The logs are cut into wafers by standard cutters, such as disk or
drum cutters. The cutting blades move downwardly through the wood
at the side thereof. In other words, the cutter blades are
substantially parallel with the grain of the wood and move
downwardly through the latter. In order to obtain the maximum
physical properties, the wafers are cut so that the length thereof
in the direction of the grain is approximately 40 to 100 times
their thickness, and the width which is perpendicular to the grain
of the wafers should be in the range of about 5 to 60 times the
thickness. It has been found that these wafers can be anywhere from
0.010 to 0.060 inch in thickness, and the best average is about
0.025 inch. The ideal length in the direction of grain is 1 to 2.5
inches, and width from about 1/8 to about 1.5 inches.
The cut wafers are screened to remove therefrom any fine wood
particles. The screens can be from 2-mesh to 8-mesh, and preferably
are about 4-mesh.
Following the screening operation, the wafers are dried at surface
temperatures not exceeding 240.degree.F, but the recommended
temperature range is from about 200.degree. to 240.degree.F.
Temperatures higher than this tend to degrade the cellulose portion
of the wood. The final moisture content of the wafers is important
for the subsequent bonding and pressing operations. The moisture
content depends on the thickness of the boards to be manufactured.
In general, a moisture content range of about 2 to 10% produces
satisfactory panels. However, the preferred moisture content is
about 3% for 3/4 inch panels, increasing to about 6% for 1/4 inch
panels.
The use of powdered phenol formaldehyde or melamine formaldehyde
resin is preferred for exterior panels, while urea formaldehyde can
be used for interior panels.
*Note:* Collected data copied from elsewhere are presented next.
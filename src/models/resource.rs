//! Resource library model (reports, guides, toolkits).

use serde::{Deserialize, Serialize};

use super::record::{unsupported_action, Entity, FieldValue, RecordMeta, StatusAction, Transition};
use crate::errors::AppError;

#[derive(Debug, Clone, Copy, Default, PartialEq, Eq, Serialize, Deserialize)]
#[serde(rename_all = "snake_case")]
pub enum ResourceStatus {
    #[default]
    Draft,
    Published,
    Retired,
}

impl ResourceStatus {
    pub fn as_str(&self) -> &'static str {
        match self {
            ResourceStatus::Draft => "draft",
            ResourceStatus::Published => "published",
            ResourceStatus::Retired => "retired",
        }
    }
}

/// Who may download a resource from the public site.
#[derive(Debug, Clone, Copy, Default, PartialEq, Eq, Serialize, Deserialize)]
#[serde(rename_all = "snake_case")]
pub enum Visibility {
    #[default]
    Public,
    Members,
}

impl Visibility {
    pub fn as_str(&self) -> &'static str {
        match self {
            Visibility::Public => "public",
            Visibility::Members => "members",
        }
    }
}

/// A downloadable document in the resource library.
#[derive(Debug, Clone, PartialEq, Serialize, Deserialize)]
#[serde(rename_all = "camelCase")]
pub struct Resource {
    #[serde(default)]
    pub id: String,
    pub title: String,
    #[serde(default)]
    pub summary: String,
    #[serde(default)]
    pub category: String,
    /// report, guide, toolkit, video...
    #[serde(default)]
    pub resource_type: String,
    #[serde(default)]
    pub visibility: Visibility,
    #[serde(default)]
    pub tags: Vec<String>,
    #[serde(default, skip_serializing_if = "Option::is_none")]
    pub file_url: Option<String>,
    #[serde(default)]
    pub pages: u32,
    #[serde(default)]
    pub status: ResourceStatus,
    #[serde(flatten)]
    pub meta: RecordMeta,
}

impl Resource {
    pub fn new(id: impl Into<String>, title: impl Into<String>) -> Self {
        Self {
            id: id.into(),
            title: title.into(),
            summary: String::new(),
            category: String::new(),
            resource_type: String::new(),
            visibility: Visibility::Public,
            tags: Vec::new(),
            file_url: None,
            pages: 0,
            status: ResourceStatus::Draft,
            meta: RecordMeta::default(),
        }
    }
}

impl Entity for Resource {
    const KIND: &'static str = "resource";
    const STORAGE_KEY: &'static str = "donorops.resources";
    const FACETS: &'static [&'static str] = &["status", "category", "resourceType", "visibility"];
    const CSV_COLUMNS: &'static [&'static str] = &[
        "id",
        "title",
        "category",
        "resourceType",
        "visibility",
        "tags",
        "pages",
        "status",
        "publishedAt",
        "updatedAt",
    ];
    const EXPORTABLE_COLUMNS: &'static [&'static str] = &[
        "id",
        "title",
        "summary",
        "category",
        "resourceType",
        "visibility",
        "fileUrl",
        "pages",
    ];

    fn key(&self) -> &str {
        &self.id
    }

    fn assign_key(&mut self) {
        if self.id.trim().is_empty() {
            self.id = uuid::Uuid::new_v4().to_string();
        }
    }

    fn title(&self) -> &str {
        &self.title
    }

    fn status_label(&self) -> &'static str {
        self.status.as_str()
    }

    fn meta(&self) -> &RecordMeta {
        &self.meta
    }

    fn meta_mut(&mut self) -> &mut RecordMeta {
        &mut self.meta
    }

    fn tags(&self) -> &[String] {
        &self.tags
    }

    fn search_fields(&self) -> Vec<&str> {
        vec![self.title.as_str(), self.summary.as_str()]
    }

    fn facet(&self, name: &str) -> Option<String> {
        match name {
            "status" => Some(self.status.as_str().to_string()),
            "category" => Some(self.category.clone()),
            "resourceType" => Some(self.resource_type.clone()),
            "visibility" => Some(self.visibility.as_str().to_string()),
            _ => None,
        }
    }

    fn length(&self) -> usize {
        self.pages as usize
    }

    fn field(&self, name: &str) -> Option<FieldValue> {
        match name {
            "id" => Some(FieldValue::from(&self.id)),
            "title" => Some(FieldValue::from(&self.title)),
            "summary" => Some(FieldValue::from(&self.summary)),
            "category" => Some(FieldValue::from(&self.category)),
            "resourceType" => Some(FieldValue::from(&self.resource_type)),
            "visibility" => Some(FieldValue::from(self.visibility.as_str())),
            "fileUrl" => Some(FieldValue::Text(self.file_url.clone().unwrap_or_default())),
            "pages" => Some(FieldValue::Integer(i64::from(self.pages))),
            _ => None,
        }
    }

    fn transition(&mut self, action: StatusAction, now: &str) -> Result<Transition, AppError> {
        let target = match action {
            StatusAction::Publish => ResourceStatus::Published,
            StatusAction::Unpublish => ResourceStatus::Draft,
            StatusAction::Retire => ResourceStatus::Retired,
            other => return Err(unsupported_action(Self::KIND, other)),
        };
        let live = target == ResourceStatus::Published;
        if self.status == target && self.meta.is_published() == live {
            return Ok(Transition::Unchanged);
        }

        self.status = target;
        if live {
            self.meta.published_at = now.to_string();
        } else {
            self.meta.published_at.clear();
        }
        Ok(Transition::Applied)
    }

    fn validate_fields(&self) -> Result<(), AppError> {
        let live = self.status == ResourceStatus::Published;
        if live == self.meta.is_published() {
            return Ok(());
        }
        let problem = if live {
            "needs a publishedAt date"
        } else {
            "must not carry a publishedAt date"
        };
        Err(AppError::Validation(format!(
            "{} resource '{}' {}",
            self.status.as_str(),
            self.id,
            problem
        )))
    }

    fn seed() -> Vec<Self> {
        vec![
            Resource {
                summary: "Comptes certifiés et répartition des dépenses par programme.".to_string(),
                category: "transparence".to_string(),
                resource_type: "report".to_string(),
                tags: vec!["finances".to_string(), "rapport".to_string()],
                file_url: Some("/files/comptes-2024.pdf".to_string()),
                pages: 48,
                status: ResourceStatus::Published,
                meta: RecordMeta::new("2025-02-15T10:00:00Z", "2025-02-15T10:00:00Z"),
                ..Resource::new("res-comptes-2024", "Comptes annuels 2024")
            },
            Resource {
                summary: "Check-list pour évaluer un fournisseur local.".to_string(),
                category: "achats".to_string(),
                resource_type: "toolkit".to_string(),
                visibility: Visibility::Members,
                tags: vec!["fournisseurs".to_string(), "achats".to_string()],
                pages: 6,
                status: ResourceStatus::Published,
                meta: RecordMeta::new("2025-01-20T10:00:00Z", "2025-01-20T10:00:00Z"),
                ..Resource::new("res-eval-fournisseur", "Évaluer un fournisseur")
            },
            Resource {
                summary: "Guide de sécurité pour les missions terrain.".to_string(),
                category: "terrain".to_string(),
                resource_type: "guide".to_string(),
                tags: vec!["securite".to_string()],
                pages: 22,
                meta: RecordMeta::new("2025-03-05T10:00:00Z", ""),
                ..Resource::new("res-securite-terrain", "Sécurité sur le terrain")
            },
        ]
    }
}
To hold the powdered resin on the
wafers, molten or emulsified wax is applied to the wafers either
before the powdered resin addition or immediately afterwards.
Liquid resins can be used, in which case wax is required only to
control the water absorption properties of the finished boards. The
wax coats the wafers while the powdered resin adheres to the wax
coating on the wafers. The amount of wax can be from about 1 to 6%
by weight based on the dry wood, and the best results are attained
with 2 to 4%, and the amount of resin is from about 1.5 to 4% by
weight, and preferably 2%.
The wafers are uniformly deposited on supporting plates over a wide
area parallel to the direction of movement of the plates to
maintain uniform density in mats formed by these wafers. The wafers
can be applied at the rate of about 100 pounds per minute, but
preferably no more than 50 pounds per minute to maintain a low
angle of deposition.
The wafers are felted into mats of uniform thickness and density on
supporting or caul plates which are preferably made of cold rolled
steel in order to minimize dimensional changes in the plates during
the following pressing operation.
The plates with the mats thereon are inserted into a standard hot
press where they are subjected to heat and pressure for sufficient
time to produce waferboards of desired thicknesses. The preferred
temperature in the press is about 410.degree.F although panels can
be made at temperatures of from about 390.degree. to 430.degree.F.
The pressure in the press ranges from about 300 to about 500 pounds
per square inch, and is controlled to obtain the required density
in the finished boards. The press time at these temperatures is
about 45 seconds per 1/16 of an inch of panel thickness. Boards can
be made with a press time as low as 40 seconds, but these have
lower physical strength than those made at the preferred times.
Press time of over 55 seconds per 1/16 inch can result in thermal
degradation of the panels and a very brittle product, with lowered
impact strength and discoloration of the surface. The press time is
controlled so that the press closes in 40 to 60 seconds and is held
at a pressure less than 100 psi for the final minute of press
time.
Following the pressing operation, the formed panels are cooled to
about 270.degree.F and maintained at this temperature for about 3
to 12 hours. Satisfactory panels have been produced with storage
temperatures in the range of 210.degree.F to 300.degree.F. However,
storage above this temperature results in lowered impact resistance
in the panels and thermal degradation of the surface layers
thereof. Temperatures below this will result in the panels having
reduced water absorption properties. The storage time is adjusted
in accordance with the temperatures of the panels in storage. When
the panels are held at 300.degree.F the storage time should be
limited to under 2 hours. At a more normal storage temperature of
about 270.degree.F, storage times of 3 to 12 hours are generally
satisfactory. If the temperature is in the range of 230.degree. to
250.degree.F, panels can be held in storage up to one week without
affecting the physical properties thereof.
The panels are trimmed to size for shipment immediately after the
pressing operation or after the storage.
A production line for carrying out this invention is illustrated in
the accompanying FIG. 1.
Referring to the drawing, logs of a desired length and having a
moisture content of about 40 to 70% based on the dry weight of the
wood are fed to a waferizer 10 which cuts wafers therefrom having a
thickness of about 0.010 to about 0.060 inch, and a length 40 to
100 times this thickness in the direction of the grain thereof, and
a width of 5 to 60 times the thickness across the grain. The wafers
are passed through screening apparatus 12 to remove the fine
particles of wood. From here the wafers are placed in a dryer 14
where the moisture content thereof is reduced to about 2 to 10%
based on the dry weight of the wood. The wafers are then directed
into a blender 16 in which they are coated with wax in molten or
emulsified form and covered with fine powdered bonding resin.
The coated wafers are directed to a felter 18 in which they are
felted into mats of uniform thickness and density on caul plates
19. These plates are directed into a standard hot press 22 where
they are subjected to sufficient heat and pressure and for
sufficient time to produce waferboards of desired thicknesses and
having desired physical properties. These boards are then cooled in
suitable cooling apparatus, after which they are stored in stacks
26 at temperatures from about 210.degree. to 300.degree.F. These
boards are cut into the desired dimensions after emerging from the
hot press, or after they are taken out of the hot stack 26.
* * * * *